Recent housing data has been downright miserable. New home sales fell through the floor and existing home sales had a string of six consecutive declines. That trend broke last month but it won't last.

The pending home sales index for October is down a very steep 2.6%. The lowest Econoday[1] guess was -0.5% with the consensus unchanged.

The Wall Street Journal reports The U.S. Housing Boom Is Coming to an End, Starting in Dallas[2].

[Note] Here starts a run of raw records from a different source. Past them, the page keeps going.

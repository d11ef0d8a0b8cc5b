//! Count-query adapters for the delete guard.
//!
//! Each constructor names one inbound foreign-key edge of the schema.
//! Handlers combine them into ordered [`DependencyRule`]
//! (`estatia_core::deletion`) sets before a guarded delete.

use async_trait::async_trait;
use sqlx::PgPool;

use estatia_core::deletion::CountQuery;
use estatia_core::types::DbId;

/// A `SELECT COUNT(*)` statement bound to a pool and a candidate id.
#[derive(Debug)]
pub struct ForeignRefCount<'a> {
    pool: &'a PgPool,
    sql: &'static str,
    id: DbId,
}

impl<'a> ForeignRefCount<'a> {
    fn new(pool: &'a PgPool, sql: &'static str, id: DbId) -> Self {
        Self { pool, sql, id }
    }

    /// Properties assigned to a city.
    pub fn properties_in_city(pool: &'a PgPool, city_id: DbId) -> Self {
        Self::new(
            pool,
            "SELECT COUNT(*) FROM properties WHERE city_id = $1",
            city_id,
        )
    }

    /// Properties of a property type.
    pub fn properties_of_type(pool: &'a PgPool, property_type_id: DbId) -> Self {
        Self::new(
            pool,
            "SELECT COUNT(*) FROM properties WHERE property_type_id = $1",
            property_type_id,
        )
    }

    /// Link rows attaching an amenity to any property.
    pub fn properties_with_amenity(pool: &'a PgPool, amenity_id: DbId) -> Self {
        Self::new(
            pool,
            "SELECT COUNT(*) FROM property_amenities WHERE amenity_id = $1",
            amenity_id,
        )
    }

    /// Inquiries filed against a property.
    pub fn inquiries_for_property(pool: &'a PgPool, property_id: DbId) -> Self {
        Self::new(
            pool,
            "SELECT COUNT(*) FROM inquiries WHERE property_id = $1",
            property_id,
        )
    }

    /// Amenity links owned by a property.
    pub fn amenity_links_for_property(pool: &'a PgPool, property_id: DbId) -> Self {
        Self::new(
            pool,
            "SELECT COUNT(*) FROM property_amenities WHERE property_id = $1",
            property_id,
        )
    }
}

#[async_trait]
impl<'a> CountQuery for ForeignRefCount<'a> {
    type Error = sqlx::Error;

    async fn count(&self) -> Result<i64, sqlx::Error> {
        sqlx::query_scalar::<_, i64>(self.sql)
            .bind(self.id)
            .fetch_one(self.pool)
            .await
    }
}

A half-hour drive straight north from downtown Dallas sits one of the fastest-growing counties in the country. Cotton fields have been replaced with Toyota’s new North American headquarters, a Dallas Cowboys training facility and a sand-colored shopping strip with a Tesla dealership and a three-story food hall.

Yet even with the booming growth, Dallas’s once vibrant housing market is sputtering. In the high-end subdivisions in the suburb of Frisco, builders are cutting prices on new homes by up to $150,000. On one street alone, $4 million of new homes sat empty on a visit earlier this month. Some home builders are so desperate to attract interest they are offering agents the chance to win Louis Vuitton handbags or Super Bowl tickets with round-trip airfare, if their clients buy a home. Yet fresh-baked cookies sit uneaten at sparsely attended open houses.

Dallas has been the “canary in the mine shaft” this housing cycle, said Paige Shipp, regional director for Metrostudy, a consultant to home builders. Homes are taking longer to sell, bidding wars are rarer and price cuts are more common as buyers absorb the impact of higher rates.

Inventory Change and Valuations...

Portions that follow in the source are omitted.